From January 2009 to December 2017, a total of 549 NPC patients who underwent IC plus CCRT using IMRT were involved in the study. The median patient age was 43 years (range 8-77); 419 patients were male and 130 were female. Among them, 338 patients (61.6%) received TPF IC regimen, 145 patients (26.4%) received PF, and 66 patients (12.0%) received TP. After IC, EBV levels were undetectable and detectable in 370 patients (67.4%) and 179 patients (32.6%), respectively. Table 1 lists the characteristics of the 549 patients grouped by EBV DNA level after IC. Patients with advanced N stage, clinical stage, and higher pre-EBV DNA level were significantly inclined to have detectable EBV DNA levels after IC. There were no significant differences in other clinical characteristics between the two groups.
Table 1. Patient demographics and clinical characteristics.

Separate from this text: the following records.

// Copyright (C) 2026 Fred Clausen
// Use of this source code is governed by an MIT-style
// license that can be found in the LICENSE file or at
// https://opensource.org/licenses/MIT.

//! Row types and their conversion into domain records.

use contest_vote_domain::{
    CodeName, Contest, ContestId, Participant, ParticipantStatus, Vote,
};
use diesel::prelude::*;
use num_traits::ToPrimitive;
use time::OffsetDateTime;
use time::format_description::well_known::Rfc3339;

use crate::diesel_schema::{contests, participants, votes};
use crate::error::PersistenceError;

#[derive(Queryable, Selectable)]
#[diesel(table_name = contests)]
pub struct ContestRow {
    pub contest_id: i64,
    pub name: String,
    pub start_date: String,
    pub end_date: String,
    pub created_at: String,
}

#[derive(Queryable, Selectable)]
#[diesel(table_name = participants)]
pub struct ParticipantRow {
    pub participant_id: i64,
    pub contest_id: i64,
    pub code_name: String,
    pub full_name: String,
    pub email: String,
    pub about: String,
    pub photo: Option<String>,
    pub evicted: i32,
    pub created_at: String,
}

#[derive(Queryable, Selectable)]
#[diesel(table_name = votes)]
pub struct VoteRow {
    pub vote_id: i64,
    pub contest_id: i64,
    pub participant_id: i64,
    pub vote_count: i64,
    pub voter_name: String,
    pub payment_reference: Option<String>,
    pub created_at: String,
}

/// Formats a timestamp the way every date column is stored.
///
/// # Errors
///
/// Returns an error if the timestamp cannot be represented as RFC 3339.
pub fn format_timestamp(value: OffsetDateTime) -> Result<String, PersistenceError> {
    value
        .format(&Rfc3339)
        .map_err(|e| PersistenceError::InvalidStoredValue(format!("timestamp: {e}")))
}

/// The current UTC time, formatted for storage.
///
/// # Errors
///
/// Returns an error if the timestamp cannot be formatted.
pub fn now_timestamp() -> Result<String, PersistenceError> {
    format_timestamp(OffsetDateTime::now_utc())
}

fn parse_timestamp(column: &str, value: &str) -> Result<OffsetDateTime, PersistenceError> {
    OffsetDateTime::parse(value, &Rfc3339)
        .map_err(|e| PersistenceError::InvalidStoredValue(format!("{column} '{value}': {e}")))
}

/// Converts a stored vote count into its domain width.
///
/// # Errors
///
/// Returns an error if the stored value is negative or too large.
pub fn vote_count_from_row(value: i64) -> Result<u32, PersistenceError> {
    value.to_u32().ok_or_else(|| {
        PersistenceError::InvalidStoredValue(format!("vote_count {value} out of range"))
    })
}

impl ContestRow {
    /// # Errors
    ///
    /// Returns an error if a stored date is not RFC 3339.
    pub fn into_contest(self) -> Result<Contest, PersistenceError> {
        Ok(Contest {
            contest_id: ContestId::new(self.contest_id),
            start_date: parse_timestamp("start_date", &self.start_date)?,
            end_date: parse_timestamp("end_date", &self.end_date)?,
            name: self.name,
            created_at: self.created_at,
        })
    }
}

impl ParticipantRow {
    /// # Errors
    ///
    /// Returns an error if the stored code name is blank.
    pub fn into_participant(self) -> Result<Participant, PersistenceError> {
        let code_name: CodeName = CodeName::parse(&self.code_name)
            .map_err(|e| PersistenceError::InvalidStoredValue(e.to_string()))?;

        Ok(Participant {
            participant_id: self.participant_id,
            code_name,
            full_name: self.full_name,
            email: self.email,
            about: self.about,
            photo: self.photo,
            contest_id: ContestId::new(self.contest_id),
            status: ParticipantStatus::from_evicted(self.evicted != 0),
            created_at: self.created_at,
        })
    }
}

impl VoteRow {
    /// # Errors
    ///
    /// Returns an error if the stored count does not fit the domain width.
    pub fn into_vote(self) -> Result<Vote, PersistenceError> {
        Ok(Vote {
            vote_id: self.vote_id,
            contest_id: ContestId::new(self.contest_id),
            participant_id: self.participant_id,
            vote_count: vote_count_from_row(self.vote_count)?,
            voter_name: self.voter_name,
            payment_reference: self.payment_reference,
            created_at: self.created_at,
        })
    }
}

|Characteristic||No. (%)||Undetectable EBV DNA (n = 370)||Detectable EBV DNA (n = 179)||P value|
|No. (%)||No. (%)|
|WHO type I||2(0.4)||2(0.5)||0(0.0)|
|WHO type II||3(0.5)||1(0.3)||2(1.1)|
|WHO type III||544(99.1)||367(99.2)||177(98.9)|
|Abbreviations: IC = induction chemotherapy; TPF = taxanes plus cisplatin with fluorouracil; PF = cisplatin with fluorouracil; TP = taxanes with cisplatin; EBV, Epstein–Barr virus; CCD = cumulative cisplatin dose during radiotherapy.|
|#P values were calculated by the Chi-square test. $P value was calculated with Fisher’s exact test.|
|*According to the 7th edition of the UICC/AJCC staging system.|
Relationship between EBV DNA level after IC and clinical outcome
The 3-year PFS of patients with a detectable EBV DNA level after IC was significantly worse than that of patients with undetectable EBV DNA level (74.5, 95% confidence interval [CI]: 67.4–81.6% versus 85.0, 95% CI: 81.1–88.9%, P = 0.001) (Figure 1A). The same trend was found in terms of OS and DMFS (3-year OS: 92.6% vs. 97.1%, P = 0.002; 3-year DMFS: 81.1% vs. 91.2%, P = 0.005) (Figure 1B, 1C). The 3-year LRFS did not significantly differ between these two groups: 91.8% (95% CI 87.3%- 96.3%) versus 93.0% (95% CI 90.3%-95.7%, P = 0.496) (Figure 1D). In the multivariate analysis, the levels of EBV DNA after IC were significantly associated with PFS (HR: 1.738, 95% CI: 1.173-2.576, P = 0.006), OS (HR: 1.482, 95% CI: 0.762-2.881, P = 0.008), and DMFS (HR: 1.891, 95% CI: 1.147-3.118, P = 0.013) (Table 2).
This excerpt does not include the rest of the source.